I have had two years to prepare. If I had handled my finances better years ago, I could have saved more. If I had not met friends in the pub or gone away for weekends I could have saved more. If I had not given money away to charities I could have saved more. If I had not moved jobs & taken a pay cut I could have saved more. Instead I was paying off credit cards (down to about £975 now, which is quietly sitting on a 30-month 0% card), happily drinking beer and generally having a social life. I have, in the last year, created a Running Away Fund For Dire Emergencies – but it is sacrosanct. And there is cash stashed for a new pair of glasses, contact lenses, running shoes, some new clothes before I go, plus Greenbelt, living costs when I stop working, etc. But still – two and a bit pay cheques left – yikes. My ability to buy a new laptop depends on how much deposit I get back when I leave the flat, for example.

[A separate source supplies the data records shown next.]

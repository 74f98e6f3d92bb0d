//! Session loop
//!
//! Drives fixtures through decode → run → compare, records verdicts in the
//! [`Tally`], and renders per-test output through the reporter. Check mode
//! compares actual behavior to markers; capture mode regenerates the markers
//! from actual behavior instead.
//!
//! The subprocess is a seam: both modes take the run step as a closure, so
//! production wires in [`Runner::run`](crate::runner::Runner::run) while
//! tests can substitute a spy and count invocations.

use std::fs;
use std::path::PathBuf;

use tracing::debug;

use crate::compare::{self, Verdict};
use crate::error::{Error, Result};
use crate::expectation::{self, Expectation};
use crate::fixture::Fixture;
use crate::runner::RunOutcome;
use crate::term::Reporter;

/// Aggregated counters for one session plus its failure records.
///
/// Invariant: `succeeding + failed + ignored` equals the number of fixtures
/// processed, independent of traversal order.
#[derive(Debug, Default)]
pub struct Tally {
    pub succeeding: usize,
    pub failed: usize,
    pub ignored: usize,
    /// Failing fixtures in the order they were processed.
    pub failures: Vec<FailureRecord>,
}

impl Tally {
    /// Total number of fixtures accounted for.
    pub fn total(&self) -> usize {
        self.succeeding + self.failed + self.ignored
    }

    /// True iff the session recorded no failing fixture.
    pub fn all_passed(&self) -> bool {
        self.failed == 0
    }
}

/// One failing fixture with the data needed for diagnosis.
#[derive(Debug)]
pub struct FailureRecord {
    pub path: PathBuf,
    pub expectation: Expectation,
    pub outcome: RunOutcome,
}

/// Session policy knobs.
#[derive(Debug, Clone, Default)]
pub struct SessionConfig {
    /// Print succeeding and ignored fixtures individually.
    pub verbose: bool,
    /// Abort on the first failing fixture. Off by default: fail-soft runs
    /// every fixture so a session reports all regressions, not just the
    /// first one.
    pub fail_fast: bool,
}

/// Processes fixtures and maintains the session tally.
pub struct Session<'a> {
    config: SessionConfig,
    reporter: &'a mut Reporter,
}

impl<'a> Session<'a> {
    /// Create a session with the given policy and reporter.
    pub fn new(config: SessionConfig, reporter: &'a mut Reporter) -> Self {
        Self { config, reporter }
    }

    /// Check mode: compare every fixture's actual behavior to its marker.
    ///
    /// Ignored fixtures are filtered out here and never handed to `run`.
    /// A malformed or absent marker aborts the whole session: it means the
    /// corpus itself is corrupt, which neither a pass nor a fail should
    /// paper over.
    pub fn check<F>(&mut self, fixtures: &[Fixture], mut run: F) -> Result<Tally>
    where
        F: FnMut(&Fixture) -> Result<RunOutcome>,
    {
        let mut tally = Tally::default();

        for fixture in fixtures {
            let expectation = decode_marker(fixture)?;
            if expectation == Expectation::Ignore {
                tally.ignored += 1;
                if self.config.verbose {
                    self.reporter.ignored_line(fixture.path())?;
                }
                continue;
            }

            let outcome = run(fixture)?;
            match compare::compare(&expectation, outcome) {
                Verdict::Pass => {
                    tally.succeeding += 1;
                    if self.config.verbose {
                        self.reporter.success_line(fixture.path())?;
                    }
                }
                Verdict::Fail {
                    expectation,
                    outcome,
                } => {
                    tally.failed += 1;
                    self.reporter.failure_line(fixture.path())?;
                    self.reporter.failure_detail(&expectation, &outcome)?;
                    tally.failures.push(FailureRecord {
                        path: fixture.path().to_path_buf(),
                        expectation,
                        outcome,
                    });
                    if self.config.fail_fast {
                        break;
                    }
                }
                Verdict::Ignored => {
                    unreachable!("ignored fixtures are filtered before execution")
                }
            }
        }

        self.reporter
            .recap(tally.succeeding, tally.failed, tally.ignored)?;
        Ok(tally)
    }

    /// Capture mode: regenerate each fixture's marker from actual behavior.
    ///
    /// Fixtures whose existing marker decodes to `Ignore` keep their marker
    /// and never run. Each sidecar is written exactly once, after its own
    /// fixture's run completes, so writes never interleave with reads of the
    /// same file. Returns the number of sidecars written.
    pub fn capture<F>(&mut self, fixtures: &[Fixture], mut run: F) -> Result<usize>
    where
        F: FnMut(&Fixture) -> Result<RunOutcome>,
    {
        let mut captured = 0usize;

        for fixture in fixtures {
            let ignored = matches!(
                fixture.marker().map(expectation::decode),
                Some(Ok(Expectation::Ignore))
            );
            if ignored {
                if self.config.verbose {
                    self.reporter.ignored_line(fixture.path())?;
                }
                continue;
            }

            let outcome = run(fixture)?;
            let marker = expectation::encode(&outcome);
            debug!(
                fixture = %fixture.path().display(),
                sidecar = %fixture.expected_path().display(),
                "capturing expectation"
            );
            fs::write(fixture.expected_path(), &marker)?;
            captured += 1;

            if self.config.verbose {
                self.reporter
                    .captured_line(fixture.path(), fixture.expected_path())?;
            }
        }

        Ok(captured)
    }
}

fn decode_marker(fixture: &Fixture) -> Result<Expectation> {
    let marker = fixture.marker().ok_or_else(|| {
        Error::malformed(fixture.expected_path(), "expectation marker is absent")
    })?;
    expectation::decode(marker)
        .map_err(|e| Error::malformed(fixture.expected_path(), e.to_string()))
}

So essentially a stewardship account feels like me saying ‘I squandered the last two years salary, and mishandled finances before that, now please bail me out.’ When we all have demands on our finances why should it be me that benefits? I honestly don’t feel worthy of that. I am grateful for what I will receive, and although I’m frustrated at some of the Diocesan rules, I don’t have a great sense of entitlement. I do have a fierce sense of independence. Ask my Mum how long it took to persuade me to accept her offer of a significant percentage towards a possible holiday. And the vicar will tell you that I originally turned down the pilgrimage last year.

What I’m hearing from friends though is that they want to help.That it’s OK to say ‘this is going to be hard, will you help with the things that will help?’ because friends want to be part of the journey. And despite my fierce independence and dislike of being the sponger I was prepared to accept the odd bottle of gin or a loan of books – I’d joked about getting £3 a month sponsorship for gin purposes. Just had never thought about more.

It’s just hard, OK? What is it OK to spend other people’s money on? I hate wearing glasses, so is it OK to spend your money on my vanity? Is it OK to spend your money on my books? I’m tired and need to see a friend, is it OK to spend your money on train fare to London?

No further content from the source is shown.